Eradicating these practices was a necessary condition for the capitalist rationalization of work, since magic appeared as an illicit form of power and an instrument to obtain what one wanted without work, that is, a refusal to work in action. "Magic kills industry," lamented Francis Bacon, admitting that nothing repelled him so much as the assumption that one could obtain results with a few idle expedients, rather than with the sweat of one's brow.
Magic, moreover, rested upon a qualitative conception of space and time that precluded a regularization of the labor process.
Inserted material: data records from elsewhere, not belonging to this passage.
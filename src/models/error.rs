//! Error types for mathgen.
//!
//! Epistemic taxonomy:
//! - B_i falsified: Expected failures (bad config, malformed fixed records)
//! - I^B materialized: Infrastructure failures (filesystem)
//! - K_i violated: Internal invariant violations (bugs)

use thiserror::Error;

/// Top-level error type for mathgen.
#[derive(Debug, Error)]
pub enum MathgenError {
    // ═══════════════════════════════════════════════════════════════════
    // B_i FALSIFIED — Belief proven wrong (expected failures)
    // ═══════════════════════════════════════════════════════════════════

    #[error("Configuration error: {0}")]
    Config(#[from] super::ConfigError),

    #[error("Invalid input: {0}")]
    InvalidInput(String),

    #[error("Invalid fixed question on line {line}: {reason}")]
    InvalidFixedQuestion { line: usize, reason: String },

    #[error(
        "Could not build {required} unique options for {kind} question (got {unique} after {attempts} attempts)"
    )]
    DegenerateOptions {
        kind: &'static str,
        unique: usize,
        required: usize,
        attempts: usize,
    },

    // ═══════════════════════════════════════════════════════════════════
    // I^B MATERIALIZED — Bounded ignorance became known-bad
    // ═══════════════════════════════════════════════════════════════════

    #[error("IO error: {context}")]
    Io {
        context: String,
        #[source]
        source: std::io::Error,
    },

    // ═══════════════════════════════════════════════════════════════════
    // K_i VIOLATED — Invariant broken (bug, should not happen)
    // ═══════════════════════════════════════════════════════════════════

    #[error("Internal error: {0}")]
    Internal(String),
}

impl MathgenError {
    /// Create an IO error with context.
    pub fn io(context: impl Into<String>, source: std::io::Error) -> Self {
        Self::Io {
            context: context.into(),
            source,
        }
    }
}

/// Result type alias for mathgen.
pub type Result<T> = std::result::Result<T, MathgenError>;
//! File output helpers.
//!
//! K_i: Files are written to a temp sibling and renamed into place, so a
//! reader never sees a half-written document.

use crate::models::{MathgenError, QuestionRecord, Result};
use std::fs::{self, File};
use std::io::{BufWriter, Write};
use std::path::{Path, PathBuf};
use tracing::debug;

/// Write `contents` to `path` atomically (write-then-rename).
///
/// On failure the temp file is removed and `path` is left as it was.
pub fn write_atomic(path: &Path, contents: &str) -> Result<()> {
    let temp_path = temp_sibling(path);

    if let Err(e) = write_then_rename(&temp_path, path, contents) {
        let _ = fs::remove_file(&temp_path);
        return Err(e);
    }

    debug!(path = %path.display(), bytes = contents.len(), "File written");
    Ok(())
}

fn write_then_rename(temp_path: &Path, path: &Path, contents: &str) -> Result<()> {
    {
        let file = File::create(temp_path)
            .map_err(|e| MathgenError::io(format!("creating {}", temp_path.display()), e))?;
        let mut writer = BufWriter::new(file);
        writer
            .write_all(contents.as_bytes())
            .map_err(|e| MathgenError::io(format!("writing {}", temp_path.display()), e))?;
        writer
            .flush()
            .map_err(|e| MathgenError::io(format!("flushing {}", temp_path.display()), e))?;
    }

    fs::rename(temp_path, path)
        .map_err(|e| MathgenError::io(format!("renaming into {}", path.display()), e))
}

/// Serialize records as JSONL, one per line.
pub fn records_to_jsonl(records: &[QuestionRecord]) -> Result<String> {
    let mut out = String::new();
    for record in records {
        let json = serde_json::to_string(record).map_err(|e| {
            MathgenError::Internal(format!("Failed to serialize record: {e}"))
        })?;
        out.push_str(&json);
        out.push('\n');
    }
    Ok(out)
}

/// Create a directory (and parents) if missing.
pub fn ensure_dir(dir: &Path) -> Result<()> {
    fs::create_dir_all(dir)
        .map_err(|e| MathgenError::io(format!("creating directory {}", dir.display()), e))
}

fn temp_sibling(path: &Path) -> PathBuf {
    let name = path
        .file_name()
        .map(|n| n.to_string_lossy().into_owned())
        .unwrap_or_else(|| "output".to_string());
    path.with_file_name(format!(".{name}.tmp"))
}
How could the new entrepreneurs impose regular work patterns on a proletariat anchored in the belief that there are lucky and unlucky days, that is, days on which one can travel and on which one should not move from home, days on which to marry and others on which every enterprise should be cautiously avoided? Equally incompatible with the capitalist work-discipline was a conception of the cosmos that attributed special powers to the individual: the magnetic look, the power to make oneself invisible, to leave one's body, to chain the will of others by magical incantations.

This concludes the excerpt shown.